→ Activity
Restate the following entries exactly, including every line.

→ Stored records
^^^^^^^^^^^^^^^^

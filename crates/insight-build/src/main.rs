//! CLI entry point for the insight schema inference and graph builder.

use std::path::{Path, PathBuf};

use clap::{Parser, Subcommand, ValueEnum};
use tracing_subscriber::{fmt, EnvFilter};

use insight_core::{GraphMappingModel, Table, ValidatedModel};
use insight_graph::{GraphClient, GraphConfig, GraphMutator, MemoryGraph};
use insight_infer::SchemaInference;

use insight_build::{load_tables, BuildConfig, CancellationHandle, ConstructionExecutor};

#[derive(Parser)]
#[command(name = "insight")]
#[command(about = "Infer a graph schema from tables and build the knowledge graph")]
struct Cli {
    /// Config file prefix (default: insight).
    #[arg(short, long, default_value = "insight", global = true)]
    config: String,

    #[command(subcommand)]
    command: Command,
}

#[derive(Subcommand)]
enum Command {
    /// Print column profiles and role assignments as JSON.
    Profile {
        /// CSV files, one table each.
        #[arg(required = true)]
        files: Vec<PathBuf>,
    },

    /// Infer a graph mapping and write it out.
    Infer {
        #[arg(required = true)]
        files: Vec<PathBuf>,

        #[arg(long, value_enum, default_value_t = Format::Json)]
        format: Format,

        /// Write to this file instead of stdout.
        #[arg(short, long)]
        out: Option<PathBuf>,
    },

    /// Validate a mapping and construct the graph.
    Build {
        #[arg(required = true)]
        files: Vec<PathBuf>,

        /// Mapping file (JSON or YAML). Inferred from the input when omitted.
        #[arg(short, long)]
        mapping: Option<PathBuf>,

        /// Build into an in-memory graph instead of Neo4j.
        #[arg(long)]
        dry_run: bool,

        /// Delete the existing graph first.
        #[arg(long)]
        clear: bool,

        #[arg(long)]
        batch_size: Option<usize>,

        /// Write entity types concurrently.
        #[arg(long)]
        parallel: bool,
    },

    /// Print node and relationship counts from Neo4j.
    Stats,
}

#[derive(Clone, Copy, ValueEnum)]
enum Format {
    Json,
    Yaml,
}

#[tokio::main]
async fn main() -> anyhow::Result<()> {
    let filter = EnvFilter::try_from_default_env().unwrap_or_else(|_| EnvFilter::new("info"));
    fmt()
        .with_env_filter(filter)
        .with_writer(std::io::stderr)
        .json()
        .init();

    let cli = Cli::parse();
    let cfg = insight_core::config::load(&cli.config)?;

    match cli.command {
        Command::Profile { files } => {
            let tables = load_tables(&files)?;
            let inference = SchemaInference::from_config(&cfg)?;
            let profiles = inference.profile(&tables);
            let classification = inference.classify_tables(&profiles, &tables);
            let output = serde_json::json!({
                "profiles": profiles,
                "classification": classification,
            });
            println!("{}", serde_json::to_string_pretty(&output)?);
        }
        Command::Infer { files, format, out } => {
            let tables = load_tables(&files)?;
            let outcome = SchemaInference::from_config(&cfg)?.run(&tables);
            for unmapped in &outcome.unmapped_tables {
                tracing::warn!(
                    table = %unmapped.table,
                    reason = %unmapped.reason,
                    "Table not mapped"
                );
            }
            for key in &outcome.unresolved_keys {
                tracing::warn!(
                    table = %key.table,
                    column = %key.column,
                    reason = %key.reason,
                    "Relationship key not linked"
                );
            }

            let rendered = match format {
                Format::Json => outcome.model.to_json()?,
                Format::Yaml => outcome.model.to_yaml()?,
            };
            match out {
                Some(path) => {
                    std::fs::write(&path, rendered)?;
                    tracing::info!(path = %path.display(), "Mapping written");
                }
                None => println!("{rendered}"),
            }
        }
        Command::Build {
            files,
            mapping,
            dry_run,
            clear,
            batch_size,
            parallel,
        } => {
            let tables = load_tables(&files)?;
            let model = match mapping {
                Some(path) => read_mapping(&path)?,
                None => SchemaInference::from_config(&cfg)?.run(&tables).model,
            };
            let model = ValidatedModel::try_from(model)?;

            let mut build_config: BuildConfig = insight_core::config::section(&cfg, "build")?;
            let clear = clear || build_config.clear_before_build;
            let parallel = parallel || build_config.parallel_entities;
            build_config = build_config
                .with_clear_before_build(clear)
                .with_parallel_entities(parallel);
            if let Some(size) = batch_size {
                build_config = build_config.with_batch_size(size);
            }

            if dry_run {
                let graph = MemoryGraph::new();
                run_build(&graph, build_config, &model, &tables).await?;
            } else {
                let graph_config: GraphConfig = insight_core::config::section(&cfg, "neo4j")?;
                let graph = GraphClient::connect(&graph_config).await?;
                tracing::info!("Connected to Neo4j");
                run_build(&graph, build_config, &model, &tables).await?;
            }
        }
        Command::Stats => {
            let graph_config: GraphConfig = insight_core::config::section(&cfg, "neo4j")?;
            let graph = GraphClient::connect(&graph_config).await?;
            let stats = graph.graph_statistics().await?;
            println!("{}", serde_json::to_string_pretty(&stats)?);
        }
    }

    Ok(())
}

async fn run_build(
    graph: &dyn GraphMutator,
    config: BuildConfig,
    model: &ValidatedModel,
    tables: &[Table],
) -> anyhow::Result<()> {
    let (handle, cancel_rx) = CancellationHandle::new();
    tokio::spawn(async move {
        if tokio::signal::ctrl_c().await.is_ok() {
            tracing::warn!("Interrupt received, stopping after the current batch");
            handle.cancel();
        }
    });

    let executor = ConstructionExecutor::new(graph, config).with_cancellation(cancel_rx);
    match executor.execute(model, tables).await {
        Ok(outcome) => {
            println!("{}", serde_json::to_string_pretty(&outcome)?);
            Ok(())
        }
        Err(e) => {
            if let Some(report) = e.report() {
                println!("{}", serde_json::to_string_pretty(report)?);
            }
            Err(e.into())
        }
    }
}

fn read_mapping(path: &Path) -> anyhow::Result<GraphMappingModel> {
    let contents = std::fs::read_to_string(path)?;
    let is_yaml = matches!(
        path.extension().and_then(|e| e.to_str()),
        Some("yaml" | "yml")
    );
    let model = if is_yaml {
        GraphMappingModel::from_yaml(&contents)?
    } else {
        GraphMappingModel::from_json(&contents)?
    };
    Ok(model)
}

^^^^^^^^^^^^^^^^

→ Solution to this exercise
filename crates/insight-build/src/main.rs
//! CLI entry point for the insight schema inference and graph builder.

use std::path::{Path, PathBuf};

use clap::{Parser, Subcommand, ValueEnum};
use tracing_subscriber::{fmt, EnvFilter};

use insight_core::{GraphMappingModel, Table, ValidatedModel};
use insight_graph::{GraphClient, GraphConfig, GraphMutator, MemoryGraph};
use insight_infer::SchemaInference;

use insight_build::{load_tables, BuildConfig, CancellationHandle, ConstructionExecutor};

#[derive(Parser)]
#[command(name = "insight")]
#[command(about = "Infer a graph schema from tables and build the knowledge graph")]
struct Cli {
    /// Config file prefix (default: insight).
    #[arg(short, long, default_value = "insight", global = true)]
    config: String,

    #[command(subcommand)]
    command: Command,
}

#[derive(Subcommand)]
enum Command {
    /// Print column profiles and role assignments as JSON.
    Profile {
        /// CSV files, one table each.
        #[arg(required = true)]
        files: Vec<PathBuf>,
    },

    /// Infer a graph mapping and write it out.
    Infer {
        #[arg(required = true)]
        files: Vec<PathBuf>,

        #[arg(long, value_enum, default_value_t = Format::Json)]
        format: Format,

        /// Write to this file instead of stdout.
        #[arg(short, long)]
        out: Option<PathBuf>,
    },

    /// Validate a mapping and construct the graph.
    Build {
        #[arg(required = true)]
        files: Vec<PathBuf>,

        /// Mapping file (JSON or YAML). Inferred from the input when omitted.
        #[arg(short, long)]
        mapping: Option<PathBuf>,

        /// Build into an in-memory graph instead of Neo4j.
        #[arg(long)]
        dry_run: bool,

        /// Delete the existing graph first.
        #[arg(long)]
        clear: bool,

        #[arg(long)]
        batch_size: Option<usize>,

        /// Write entity types concurrently.
        #[arg(long)]
        parallel: bool,
    },

    /// Print node and relationship counts from Neo4j.
    Stats,
}

#[derive(Clone, Copy, ValueEnum)]
enum Format {
    Json,
    Yaml,
}

#[tokio::main]
async fn main() -> anyhow::Result<()> {
    let filter = EnvFilter::try_from_default_env().unwrap_or_else(|_| EnvFilter::new("info"));
    fmt()
        .with_env_filter(filter)
        .with_writer(std::io::stderr)
        .json()
        .init();

    let cli = Cli::parse();
    let cfg = insight_core::config::load(&cli.config)?;

    match cli.command {
        Command::Profile { files } => {
            let tables = load_tables(&files)?;
            let inference = SchemaInference::from_config(&cfg)?;
            let profiles = inference.profile(&tables);
            let classification = inference.classify_tables(&profiles, &tables);
            let output = serde_json::json!({
                "profiles": profiles,
                "classification": classification,
            });
            println!("{}", serde_json::to_string_pretty(&output)?);
        }
        Command::Infer { files, format, out } => {
            let tables = load_tables(&files)?;
            let outcome = SchemaInference::from_config(&cfg)?.run(&tables);
            for unmapped in &outcome.unmapped_tables {
                tracing::warn!(
                    table = %unmapped.table,
                    reason = %unmapped.reason,
                    "Table not mapped"
                );
            }
            for key in &outcome.unresolved_keys {
                tracing::warn!(
                    table = %key.table,
                    column = %key.column,
                    reason = %key.reason,
                    "Relationship key not linked"
                );
            }

            let rendered = match format {
                Format::Json => outcome.model.to_json()?,
                Format::Yaml => outcome.model.to_yaml()?,
            };
            match out {
                Some(path) => {
                    std::fs::write(&path, rendered)?;
                    tracing::info!(path = %path.display(), "Mapping written");
                }
                None => println!("{rendered}"),
            }
        }
        Command::Build {
            files,
            mapping,
            dry_run,
            clear,
            batch_size,
            parallel,
        } => {
            let tables = load_tables(&files)?;
            let model = match mapping {
                Some(path) => read_mapping(&path)?,
                None => SchemaInference::from_config(&cfg)?.run(&tables).model,
            };
            let model = ValidatedModel::try_from(model)?;

            let mut build_config: BuildConfig = insight_core::config::section(&cfg, "build")?;
            let clear = clear || build_config.clear_before_build;
            let parallel = parallel || build_config.parallel_entities;
            build_config = build_config
                .with_clear_before_build(clear)
                .with_parallel_entities(parallel);
            if let Some(size) = batch_size {
                build_config = build_config.with_batch_size(size);
            }

            if dry_run {
                let graph = MemoryGraph::new();
                run_build(&graph, build_config, &model, &tables).await?;
            } else {
                let graph_config: GraphConfig = insight_core::config::section(&cfg, "neo4j")?;
                let graph = GraphClient::connect(&graph_config).await?;
                tracing::info!("Connected to Neo4j");
                run_build(&graph, build_config, &model, &tables).await?;
            }
        }
        Command::Stats => {
            let graph_config: GraphConfig = insight_core::config::section(&cfg, "neo4j")?;
            let graph = GraphClient::connect(&graph_config).await?;
            let stats = graph.graph_statistics().await?;
            println!("{}", serde_json::to_string_pretty(&stats)?);
        }
    }

    Ok(())
}

async fn run_build(
    graph: &dyn GraphMutator,
    config: BuildConfig,
    model: &ValidatedModel,
    tables: &[Table],
) -> anyhow::Result<()> {
    let (handle, cancel_rx) = CancellationHandle::new();
    tokio::spawn(async move {
        if tokio::signal::ctrl_c().await.is_ok() {
            tracing::warn!("Interrupt received, stopping after the current batch");
            handle.cancel();
        }
    });

    let executor = ConstructionExecutor::new(graph, config).with_cancellation(cancel_rx);
    match executor.execute(model, tables).await {
        Ok(outcome) => {
            println!("{}", serde_json::to_string_pretty(&outcome)?);
            Ok(())
        }
        Err(e) => {
            if let Some(report) = e.report() {
                println!("{}", serde_json::to_string_pretty(report)?);
            }
            Err(e.into())
        }
    }
}

fn read_mapping(path: &Path) -> anyhow::Result<GraphMappingModel> {
    let contents = std::fs::read_to_string(path)?;
    let is_yaml = matches!(
        path.extension().and_then(|e| e.to_str()),
        Some("yaml" | "yml")
    );
    let model = if is_yaml {
        GraphMappingModel::from_yaml(&contents)?
    } else {
        GraphMappingModel::from_json(&contents)?
    };
    Ok(model)
}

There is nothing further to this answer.